2025.5.25みことばの光
詩篇113篇から118篇は『エジプトのハレル』と言われます。ユダヤ教、過越の祭の食事の前後に歌われる詩篇で、出エジプトの歴史の回顧と関係しています。113篇においても虐げられた者が顧みられ、起こされ、引き上げられるという流れ(7節)は、エジプトで奴隷であった神の民の救出と関連があると言えるでしょう。この詩篇の主眼は、卓越した主(5節)をほめたたえることにありますが、前半1~4節までは、高みにおられる主を賛美する礼拝への招きです。
1節、主の「しもべ」に賛美が命じられます。「しもべ」すなわち主に従うことを理解し、身を献げ従おうとしている者。ローマ12:1の、救われた者がその身を献げることこそ真の礼拝と教えられていることを思い起こさせる言葉です。歌を歌えば賛美ではありません。ほめたたえる主に従う行動が、賛美に続いてこそ、真の礼拝、真の賛美です。
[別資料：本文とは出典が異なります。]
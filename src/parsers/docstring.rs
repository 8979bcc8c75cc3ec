//! Docstring lookup and cleanup
//!
//! A docstring is the first statement of a module, class or function body
//! when that statement is a bare string literal (or an implicit
//! concatenation of string literals). Byte strings and f-strings never
//! count. The literal is decoded and its indentation normalized the same
//! way `inspect.cleandoc` does.

use std::iter::Peekable;
use std::str::Chars;

use tree_sitter::Node;

const TAB_SIZE: usize = 8;

/// Docstring of a `module` node or of a definition with a `body` field
pub fn docstring_of(node: Node<'_>, source: &str) -> Option<String> {
    let body = if node.kind() == "module" {
        node
    } else {
        node.child_by_field_name("body")?
    };

    let mut cursor = body.walk();
    let first = body
        .named_children(&mut cursor)
        .find(|child| child.kind() != "comment")?;

    if first.kind() != "expression_statement" || first.named_child_count() != 1 {
        return None;
    }
    let expr = first.named_child(0)?;

    let raw = match expr.kind() {
        "string" => decode_literal(text_of(expr, source)?)?,
        "concatenated_string" => {
            let mut joined = String::new();
            let mut parts = expr.walk();
            for part in expr.named_children(&mut parts) {
                if part.kind() == "string" {
                    joined.push_str(&decode_literal(text_of(part, source)?)?);
                }
            }
            joined
        }
        _ => return None,
    };

    Some(clean(&raw))
}

fn text_of<'s>(node: Node<'_>, source: &'s str) -> Option<&'s str> {
    node.utf8_text(source.as_bytes()).ok()
}

/// Decode the text of one string literal, prefix and quotes included.
///
/// Returns `None` for byte strings and f-strings.
pub fn decode_literal(literal: &str) -> Option<String> {
    let prefix_len = literal
        .find(|c: char| c == '"' || c == '\'')
        .unwrap_or(literal.len());
    let (prefix, quoted) = literal.split_at(prefix_len);
    let prefix = prefix.to_ascii_lowercase();

    if prefix.contains('b') || prefix.contains('f') {
        return None;
    }

    let delimiter = ["\"\"\"", "'''", "\"", "'"]
        .into_iter()
        .find(|d| quoted.len() >= 2 * d.len() && quoted.starts_with(d) && quoted.ends_with(d))?;
    let body = &quoted[delimiter.len()..quoted.len() - delimiter.len()];

    if prefix.contains('r') {
        Some(body.to_string())
    } else {
        Some(unescape(body))
    }
}

/// Resolve Python escape sequences. Unrecognized or malformed escapes are
/// kept verbatim.
fn unescape(body: &str) -> String {
    let mut out = String::with_capacity(body.len());
    let mut chars = body.chars().peekable();

    while let Some(c) = chars.next() {
        if c != '\\' {
            out.push(c);
            continue;
        }
        let Some(escape) = chars.next() else {
            out.push('\\');
            break;
        };

        let decoded = match escape {
            // line continuation
            '\n' => continue,
            '\\' => Some('\\'),
            '\'' => Some('\''),
            '"' => Some('"'),
            'a' => Some('\u{07}'),
            'b' => Some('\u{08}'),
            'f' => Some('\u{0c}'),
            'n' => Some('\n'),
            'r' => Some('\r'),
            't' => Some('\t'),
            'v' => Some('\u{0b}'),
            '0'..='7' => Some(octal_escape(escape, &mut chars)),
            'x' => hex_escape(&mut chars, 2),
            'u' => hex_escape(&mut chars, 4),
            'U' => hex_escape(&mut chars, 8),
            'N' => named_escape(&mut chars),
            _ => None,
        };

        match decoded {
            Some(ch) => out.push(ch),
            None => {
                out.push('\\');
                out.push(escape);
            }
        }
    }

    out
}

/// Up to three octal digits, the first already consumed
fn octal_escape(first: char, chars: &mut Peekable<Chars<'_>>) -> char {
    let mut value = first.to_digit(8).unwrap_or_default();
    for _ in 0..2 {
        match chars.peek().and_then(|d| d.to_digit(8)) {
            Some(digit) => {
                value = value * 8 + digit;
                chars.next();
            }
            None => break,
        }
    }
    // at most 0o777, always a scalar value
    char::from_u32(value).unwrap_or(char::REPLACEMENT_CHARACTER)
}

/// Exactly `digits` hex digits naming a scalar value. Consumes nothing on
/// failure.
fn hex_escape(chars: &mut Peekable<Chars<'_>>, digits: usize) -> Option<char> {
    let lookahead: String = chars.clone().take(digits).collect();
    if lookahead.len() != digits || !lookahead.chars().all(|c| c.is_ascii_hexdigit()) {
        return None;
    }
    let ch = u32::from_str_radix(&lookahead, 16)
        .ok()
        .and_then(char::from_u32)?;
    chars.nth(digits - 1);
    Some(ch)
}

/// `{NAME}` looked up in the Unicode character name table. Consumes nothing
/// on failure.
fn named_escape(chars: &mut Peekable<Chars<'_>>) -> Option<char> {
    let mut lookahead = chars.clone();
    if lookahead.next() != Some('{') {
        return None;
    }
    let mut name = String::new();
    loop {
        match lookahead.next()? {
            '}' => break,
            c => name.push(c),
        }
    }
    let ch = unicode_names2::character(&name)?;
    *chars = lookahead;
    Some(ch)
}

/// Normalize docstring indentation like `inspect.cleandoc`
pub fn clean(doc: &str) -> String {
    let mut lines: Vec<String> = doc.split('\n').map(expand_tabs).collect();

    let margin = lines
        .iter()
        .skip(1)
        .filter_map(|line| {
            let content = line.trim_start().chars().count();
            (content > 0).then(|| line.chars().count() - content)
        })
        .min();

    if let Some(first) = lines.first_mut() {
        *first = first.trim_start().to_string();
    }
    if let Some(margin) = margin {
        for line in lines.iter_mut().skip(1) {
            *line = line.chars().skip(margin).collect();
        }
    }

    while lines.last().is_some_and(|line| line.is_empty()) {
        lines.pop();
    }
    let leading = lines.iter().take_while(|line| line.is_empty()).count();

    lines[leading..].join("\n")
}

fn expand_tabs(line: &str) -> String {
    let mut out = String::with_capacity(line.len());
    let mut column = 0;

    for c in line.chars() {
        match c {
            '\t' => {
                let pad = TAB_SIZE - column % TAB_SIZE;
                out.extend(std::iter::repeat(' ').take(pad));
                column += pad;
            }
            '\r' => {
                out.push(c);
                column = 0;
            }
            _ => {
                out.push(c);
                column += 1;
            }
        }
    }

    out
}
//! Configuration file parsing utilities

use std::fs;
use std::path::{Path, PathBuf};

use tracing::debug;

use super::file::DEFAULT_CONFIG_FILE;
use crate::error::{GraphError, Result};
use crate::models::config::PartialSettings;

/// Parse a TOML configuration file into PartialSettings
pub fn parse_config_file<P: AsRef<Path>>(path: P) -> Result<PartialSettings> {
    let path = path.as_ref();

    if !path.exists() {
        return Err(GraphError::ConfigNotFound {
            path: path.to_path_buf(),
            #[cfg(not(tarpaulin_include))]
            backtrace: std::backtrace::Backtrace::capture(),
        });
    }

    let content = fs::read_to_string(path).map_err(|e| GraphError::ConfigRead {
        path: path.to_path_buf(),
        source: e,
        #[cfg(not(tarpaulin_include))]
        backtrace: std::backtrace::Backtrace::capture(),
    })?;

    parse_config_content(&content, path)
}

/// Parse TOML configuration content into PartialSettings
pub fn parse_config_content<P: AsRef<Path>>(content: &str, path: P) -> Result<PartialSettings> {
    let path = path.as_ref();

    let settings: PartialSettings = toml::from_str(content).map_err(|e| GraphError::ConfigParse {
        path: path.to_path_buf(),
        source: e,
        #[cfg(not(tarpaulin_include))]
        backtrace: std::backtrace::Backtrace::capture(),
    })?;

    validate_partial_settings(&settings, path)?;

    Ok(settings)
}

/// Validate partial settings for obvious errors
pub fn validate_partial_settings<P: AsRef<Path>>(settings: &PartialSettings, path: P) -> Result<()> {
    let path = path.as_ref();

    if let Some(scan_path) = &settings.scan_path {
        if scan_path.as_os_str().is_empty() {
            return Err(GraphError::config_error(format!(
                "Invalid empty scan_path in config file: {}",
                path.display()
            )));
        }
    }

    if let Some(extensions) = &settings.source_extensions {
        if extensions.is_empty() || extensions.iter().any(|ext| ext.is_empty() || ext.starts_with('.')) {
            return Err(GraphError::config_error(format!(
                "source_extensions must be non-empty extensions without a leading dot in config file: {}",
                path.display()
            )));
        }
    }

    if let Some(markers) = &settings.marker_files {
        if markers.is_empty() || markers.iter().any(|marker| marker.is_empty()) {
            return Err(GraphError::config_error(format!(
                "marker_files must list at least one file name in config file: {}",
                path.display()
            )));
        }
    }

    if let Some(patterns) = &settings.exclude_patterns {
        for pattern in patterns {
            if pattern.is_empty() {
                return Err(GraphError::config_error(format!(
                    "Empty exclude pattern in config file: {}",
                    path.display()
                )));
            }

            glob::Pattern::new(pattern).map_err(|e| {
                GraphError::config_error(format!(
                    "Invalid exclude pattern '{}' in config file: {}: {}",
                    pattern,
                    path.display(),
                    e
                ))
            })?;
        }
    }

    if settings.max_depth == Some(0) {
        return Err(GraphError::config_error(format!(
            "Invalid max_depth 0 in config file: {}. Must be at least 1.",
            path.display()
        )));
    }

    if settings.threads == Some(0) {
        return Err(GraphError::config_error(format!(
            "Invalid threads 0 in config file: {}. Must be at least 1.",
            path.display()
        )));
    }

    if let Some(output_file) = &settings.output_file {
        if output_file.as_os_str().is_empty() {
            return Err(GraphError::config_error(format!(
                "Invalid empty output_file in config file: {}",
                path.display()
            )));
        }
    }

    Ok(())
}

/// Config file locations, most specific first
pub fn default_config_locations() -> Vec<PathBuf> {
    let mut locations = vec![PathBuf::from(DEFAULT_CONFIG_FILE)];

    if let Some(home_dir) = dirs::home_dir() {
        locations.push(home_dir.join(DEFAULT_CONFIG_FILE));
    }
    if let Some(config_dir) = dirs::config_dir() {
        locations.push(config_dir.join("pysourcegraph").join("config.toml"));
    }

    locations
}

/// Find and load configuration from default locations
pub fn find_default_config() -> Result<Option<PartialSettings>> {
    for location in default_config_locations() {
        if location.is_file() {
            debug!(path = %location.display(), "using configuration file");
            return Ok(Some(parse_config_file(location)?));
        }
    }

    Ok(None)
}

/// Create a default configuration file at the specified path
pub fn create_default_config<P: AsRef<Path>>(path: P) -> Result<()> {
    let path = path.as_ref();

    if let Some(parent) = path.parent() {
        if !parent.as_os_str().is_empty() && !parent.exists() {
            fs::create_dir_all(parent).map_err(GraphError::io_error)?;
        }
    }

    let default_config = include_str!("default_config.toml");
    fs::write(path, default_config).map_err(GraphError::io_error)?;

    Ok(())
}
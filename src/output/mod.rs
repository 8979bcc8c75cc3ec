//! Output formatting and writing functionality

mod formatters;
mod writers;

pub use self::formatters::{format_report_dot, format_report_json, format_report_text, format_tree_text};
pub use self::writers::{create_writer, FileWriter, OutputWriter, StdoutWriter};

use crate::error::Result;
use crate::models::config::OutputFormat;
use crate::models::report::MappingReport;

/// Trait for different output formatters
pub trait Formatter {
    /// Format a mapping report into a string
    fn format(&self, report: &MappingReport) -> Result<String>;
}

/// Text formatter for human-readable output
pub struct TextFormatter {
    pub verbose: bool,
}

impl TextFormatter {
    /// Create a new text formatter
    pub fn new(verbose: bool) -> Self {
        Self { verbose }
    }
}

impl Formatter for TextFormatter {
    fn format(&self, report: &MappingReport) -> Result<String> {
        Ok(format_report_text(report, self.verbose))
    }
}

/// JSON formatter for machine-readable output
pub struct JsonFormatter {
    pub pretty: bool,
}

impl JsonFormatter {
    /// Create a new JSON formatter
    pub fn new(pretty: bool) -> Self {
        Self { pretty }
    }
}

impl Formatter for JsonFormatter {
    fn format(&self, report: &MappingReport) -> Result<String> {
        format_report_json(report, self.pretty)
    }
}

/// DOT formatter rendering the import graph
pub struct DotFormatter;

impl Formatter for DotFormatter {
    fn format(&self, report: &MappingReport) -> Result<String> {
        Ok(format_report_dot(report))
    }
}

/// Create a formatter based on the output format
pub fn create_formatter(format: OutputFormat, verbose: bool) -> Box<dyn Formatter> {
    match format {
        OutputFormat::Text => Box::new(TextFormatter::new(verbose)),
        OutputFormat::Json => Box::new(JsonFormatter::new(true)),
        OutputFormat::Dot => Box::new(DotFormatter),
    }
}
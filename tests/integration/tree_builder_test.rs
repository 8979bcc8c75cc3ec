use std::fs;
use tempfile::tempdir;
use pysourcegraph::{
    core::{tree_builder, TreeBuilder},
    error::{ErrorSeverity, GraphError, Result},
    models::config::Settings,
};

#[test]
fn test_root_without_markers_fails() -> Result<()> {
    let temp_dir = tempdir()?;
    fs::write(temp_dir.path().join("main.py"), "import os\n")?;
    fs::create_dir(temp_dir.path().join("lib"))?;
    fs::write(temp_dir.path().join("lib/__init__.py"), "")?;

    let err = tree_builder(temp_dir.path()).unwrap_err();

    match &err {
        GraphError::NotAPackage { path, markers, .. } => {
            assert_eq!(path, temp_dir.path());
            assert!(markers.contains(&"__init__.py".to_string()));
            assert!(markers.contains(&"setup.py".to_string()));
        }
        other => panic!("Expected NotAPackage, got {:?}", other),
    }
    assert_eq!(err.severity(), ErrorSeverity::Critical);
    Ok(())
}

#[test]
fn test_root_that_is_a_file_fails() -> Result<()> {
    let temp_dir = tempdir()?;
    let file = temp_dir.path().join("setup.py");
    fs::write(&file, "")?;

    assert!(matches!(
        tree_builder(&file),
        Err(GraphError::InvalidPath { .. })
    ));
    Ok(())
}

#[test]
fn test_setup_py_marker() -> Result<()> {
    let temp_dir = tempdir()?;
    fs::write(
        temp_dir.path().join("setup.py"),
        "from setuptools import setup\nsetup(name='demo')\n",
    )?;
    fs::create_dir(temp_dir.path().join("demo"))?;
    fs::write(temp_dir.path().join("demo/core.py"), "class Engine:\n    pass\n")?;

    let tree = tree_builder(temp_dir.path())?.unwrap();

    assert!(tree.is_package());
    let names: Vec<&str> = tree.children().iter().map(|c| c.name()).collect();
    assert_eq!(names, vec!["demo", "setup"]);

    let setup = tree.find_child("setup").unwrap();
    assert_eq!(setup.children()[0].name(), "setuptools.setup");
    Ok(())
}

#[test]
fn test_custom_marker_files() -> Result<()> {
    let temp_dir = tempdir()?;
    fs::write(temp_dir.path().join("setup.cfg"), "[metadata]\n")?;
    fs::write(temp_dir.path().join("app.py"), "")?;

    let mut settings = Settings::for_path(temp_dir.path());
    settings.marker_files = vec!["setup.cfg".to_string()];

    let tree = TreeBuilder::new(settings)?.build()?.unwrap();
    assert_eq!(tree.child_count(), 1);
    Ok(())
}

#[test]
fn test_marker_only_package_with_nothing_parseable() -> Result<()> {
    let temp_dir = tempdir()?;
    fs::write(temp_dir.path().join("pyproject.toml"), "[project]\nname = 'x'\n")?;

    assert_eq!(tree_builder(temp_dir.path())?, None);
    Ok(())
}

#[test]
fn test_report_for_generated_project() -> Result<()> {
    let temp_dir = tempdir()?;
    let modules =
        crate::fixtures::generate_project::generate_project(temp_dir.path(), 2, 2).unwrap();

    let builder = TreeBuilder::new(Settings::for_path(temp_dir.path()))?;
    let report = builder.build_report()?;

    assert!(report.is_clean());
    assert_eq!(report.counts.modules, modules);
    // root + 2 packages at depth 0 + 4 at depth 1
    assert_eq!(report.counts.packages, 7);
    assert_eq!(report.root, temp_dir.path());
    Ok(())
}
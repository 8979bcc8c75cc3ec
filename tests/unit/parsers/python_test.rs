use std::fs;
use std::path::Path;
use tempfile::tempdir;
use pysourcegraph::{
    error::{ErrorSeverity, GraphError, Result},
    parsers::PythonParser,
};

#[test]
fn test_module_docstring_and_children() -> Result<()> {
    let temp_dir = tempdir()?;
    let path = temp_dir.path().join("service.py");
    fs::write(
        &path,
        "#!/usr/bin/env python\n# -*- coding: utf-8 -*-\n\"\"\"Service entry point.\"\"\"\n\nimport logging\n\n\nclass Service:\n    pass\n",
    )?;

    let parser = PythonParser::new()?;
    let module = parser.parse_file(&path)?.into_node();

    assert_eq!(module.name(), "service");
    assert_eq!(module.docstring(), Some("Service entry point."));
    assert_eq!(module.filepath(), Some(path.as_path()));
    assert_eq!(module.child_count(), 2);
    Ok(())
}

#[test]
fn test_missing_file_is_a_read_error() -> Result<()> {
    let temp_dir = tempdir()?;
    let parser = PythonParser::new()?;

    let err = parser.parse_file(&temp_dir.path().join("gone.py")).unwrap_err();

    assert!(matches!(err, GraphError::IoRead { .. }));
    assert_eq!(err.severity(), ErrorSeverity::Error);
    assert!(!err.is_critical());
    Ok(())
}

#[test]
fn test_unclosed_bracket_is_a_parse_error() -> Result<()> {
    let parser = PythonParser::new()?;
    let err = parser
        .parse_source(Path::new("pkg/broken.py"), "import os\nvalues = [1, 2,\n")
        .unwrap_err();

    match &err {
        GraphError::Parse { path, .. } => assert_eq!(path, Path::new("pkg/broken.py")),
        other => panic!("Expected Parse error, got {:?}", other),
    }
    assert_eq!(err.severity(), ErrorSeverity::Warning);
    Ok(())
}

#[test]
fn test_parser_is_shared_across_threads() -> Result<()> {
    let parser = PythonParser::new()?;

    std::thread::scope(|scope| {
        let handles: Vec<_> = (0..8)
            .map(|i| {
                let parser = &parser;
                scope.spawn(move || {
                    let source = format!("def f{}(a): pass\n", i);
                    parser
                        .parse_source(Path::new("threaded.py"), &source)
                        .map(|analysis| analysis.declarations.len())
                })
            })
            .collect();

        for handle in handles {
            assert_eq!(handle.join().unwrap().unwrap(), 1);
        }
    });
    Ok(())
}

fn parse_failure(source: &str) -> String {
    let parser = PythonParser::new().unwrap();
    match parser.parse_source(Path::new("legacy.py"), source) {
        Err(GraphError::Parse { message, .. }) => message,
        Err(other) => panic!("Expected Parse error, got {:?}", other),
        Ok(analysis) => panic!("Expected Parse error, parsed {:?}", analysis),
    }
}

#[test]
fn test_python2_print_statement_is_rejected() {
    let message = parse_failure("import sys\nprint \"hello\"\n");
    assert_eq!(message, "Python 2 print statement at line 2, column 1");
}

#[test]
fn test_python2_exec_statement_is_rejected() {
    let message = parse_failure("exec \"x = 1\"\n");
    assert!(message.starts_with("Python 2 exec statement"), "unexpected message: {}", message);
}

#[test]
fn test_backquote_expression_is_rejected() {
    let message = parse_failure("x = `1`\n");
    assert_eq!(message, "backquote expression at line 1, column 5");
}

#[test]
fn test_legacy_octal_literal_is_rejected() {
    let message = parse_failure("import os\nos.chmod('run.sh', 0777)\n");
    assert!(message.starts_with("leading zeros in decimal integer literal"));
    assert!(message.contains("line 2"), "unexpected message: {}", message);
}

#[test]
fn test_unmatched_dedent_is_rejected() {
    let message = parse_failure("def f():\n    return\n  pass\n");
    assert!(message.contains("line 3"), "unexpected message: {}", message);
}

#[test]
fn test_python3_forms_still_parse() -> Result<()> {
    let parser = PythonParser::new()?;
    let source = "print(\"hello\")\nexec(\"x = 1\")\nmode = 0o777 + 0\n\n\ndef f(flag):\n    if flag:\n        a = 1; b = 2\n    # note\n    else:\n        return repr(flag)\n    return a + b\n";

    let analysis = parser.parse_source(Path::new("modern.py"), source)?;

    assert_eq!(analysis.declarations.len(), 1);
    Ok(())
}
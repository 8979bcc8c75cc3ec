//! Output formatting functionality
//!
//! This module provides formatters for different output formats.

use std::fmt::Write as _;

use crate::error::Result;
use crate::models::import_graph::ImportGraph;
use crate::models::node::{Node, NodeKind};
use crate::models::report::MappingReport;

const INDENT: &str = "  ";

/// Format a node tree as an indented listing, one node per line
pub fn format_tree_text(root: &Node, show_docstrings: bool) -> String {
    let mut output = String::new();
    write_node(&mut output, root, 0, show_docstrings);
    output
}

fn write_node(output: &mut String, node: &Node, depth: usize, show_docstrings: bool) {
    let indent = INDENT.repeat(depth);

    let line = match node.kind() {
        NodeKind::Package { filepath } => {
            format!("package {} ({})", node.name(), filepath.display())
        }
        NodeKind::Module { filepath } => {
            format!("module {} ({})", node.name(), filepath.display())
        }
        NodeKind::Class => format!("class {}", node.name()),
        NodeKind::Function { arguments } => {
            format!("def {}({})", node.name(), arguments.join(", "))
        }
        NodeKind::Import { alias } if alias != node.name() => {
            format!("import {} as {}", node.name(), alias)
        }
        NodeKind::Import { .. } => format!("import {}", node.name()),
    };
    let _ = writeln!(output, "{}{}", indent, line);

    if show_docstrings {
        if let Some(summary) = node.docstring().and_then(|doc| doc.lines().next()) {
            let _ = writeln!(output, "{}{}\"{}\"", indent, INDENT, summary);
        }
    }

    for child in node.children() {
        write_node(output, child, depth + 1, show_docstrings);
    }
}

/// Format a mapping report as text: the tree, a summary, then diagnostics
pub fn format_report_text(report: &MappingReport, verbose: bool) -> String {
    let mut output = String::new();

    match &report.tree {
        Some(tree) => output.push_str(&format_tree_text(tree, verbose)),
        None => {
            let _ = writeln!(output, "Nothing to map under {}", report.root.display());
        }
    }

    let counts = &report.counts;
    let _ = writeln!(
        output,
        "\n{} packages, {} modules, {} classes, {} functions, {} imports",
        counts.packages, counts.modules, counts.classes, counts.functions, counts.imports
    );
    let _ = writeln!(output, "Scan duration: {:.2?}", report.scan_duration);

    if !report.diagnostics.is_empty() {
        let _ = writeln!(output, "\nSkipped entries: {}", report.diagnostics.len());
        if verbose {
            for diagnostic in &report.diagnostics {
                let _ = writeln!(
                    output,
                    "  [{}] {}: {}",
                    diagnostic.severity,
                    diagnostic.path.display(),
                    diagnostic.message
                );
            }
        }
    }

    output
}

/// Format a mapping report as JSON
pub fn format_report_json(report: &MappingReport, pretty: bool) -> Result<String> {
    let json = if pretty {
        serde_json::to_string_pretty(report)?
    } else {
        serde_json::to_string(report)?
    };
    Ok(json)
}

/// Format the import graph of a mapped tree as Graphviz DOT
pub fn format_report_dot(report: &MappingReport) -> String {
    let title = report
        .tree
        .as_ref()
        .map(|tree| tree.name().to_string())
        .unwrap_or_default();

    match &report.tree {
        Some(tree) => ImportGraph::from_tree(tree).to_dot(&title),
        None => ImportGraph::default().to_dot(&title),
    }
}
//! Parsing of Python source files
//!
//! tree-sitter turns each file into a syntax tree; the declaration
//! extractor then pulls out imports, classes and functions with their
//! docstrings. Files that tree-sitter accepts but Python 3 would refuse
//! to compile are rejected as parse failures.

pub mod declarations;
pub mod docstring;
pub mod python;
pub mod syntax_check;

pub use declarations::{extract_declarations, Declaration};
pub use python::{ModuleAnalysis, ParserPool, PythonParser};
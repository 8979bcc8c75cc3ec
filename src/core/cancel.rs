//! Cooperative cancellation for long mapping runs

use std::sync::atomic::{AtomicBool, Ordering};
use std::sync::Arc;
use std::time::{Duration, Instant};

use crate::error::{GraphError, Result};

/// Shared flag, optionally paired with a deadline.
///
/// Clones share the same flag, so a token handed to a mapper can be
/// cancelled from another thread.
#[derive(Debug, Clone, Default)]
pub struct CancellationToken {
    cancelled: Arc<AtomicBool>,
    deadline: Option<Instant>,
}

impl CancellationToken {
    /// A token that only trips when `cancel` is called
    pub fn new() -> Self {
        Self::default()
    }

    /// A token that also trips once `timeout` has elapsed
    pub fn with_timeout(timeout: Duration) -> Self {
        Self {
            cancelled: Arc::new(AtomicBool::new(false)),
            deadline: Instant::now().checked_add(timeout),
        }
    }

    pub fn cancel(&self) {
        self.cancelled.store(true, Ordering::Relaxed);
    }

    pub fn is_cancelled(&self) -> bool {
        self.cancelled.load(Ordering::Relaxed)
            || self.deadline.is_some_and(|deadline| Instant::now() >= deadline)
    }

    /// `Err(Interrupted)` once the token has tripped
    pub fn check(&self) -> Result<()> {
        if self.is_cancelled() {
            Err(GraphError::interrupted())
        } else {
            Ok(())
        }
    }
}
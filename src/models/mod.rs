//! Data models and structures for pysourcegraph

pub mod config;
pub mod import_graph;
pub mod node;
pub mod report;

pub use config::{OutputFormat, PartialSettings, Settings};
pub use import_graph::{GraphNode, ImportGraph, ModuleCluster};
pub use node::{Node, NodeCounts, NodeKind};
pub use report::{Diagnostic, MappingReport};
「御名」をほめたたえよ、の「御名」という言葉は、頻繁に登場するので、意味を考えなくなってしまいすが、聖書の神は、みことばをもってご自分の本質を明らかにされたお方。またお名前を明らかにされた神(出エジプト記3:14)、その事実ゆえに、「御名をほめたたえよ」という言葉は、賛美が、私たちのよく知っている方をほめたたえることなのだ、ということも述べているのです。神がどのようなお方か、わかってほめたたえる賛美は、実質、神に喜ばれるすばらしい賛美となります。さらに2節3節は、時間において永遠の広がり、空間における、東の果てから西の果てまでの広がりを教えます。確かに永遠の神は、すべての国々の上に高くおられ、たたえられるべき唯一の神です。ところが5節の問いをターニングポイントとして、高みにおられる神が、身を低くし、貧しい人を引き上げてくださる憐れみ深い神だというのです。そのみわざが、いっそう深い賛美に私たちを導きます。いと高き神が、貧しい私たちを憐れみ、喜びに満ちた、祝福されたものとしてくださる。まことに神はほむべきお方なのです。ハレルヤ!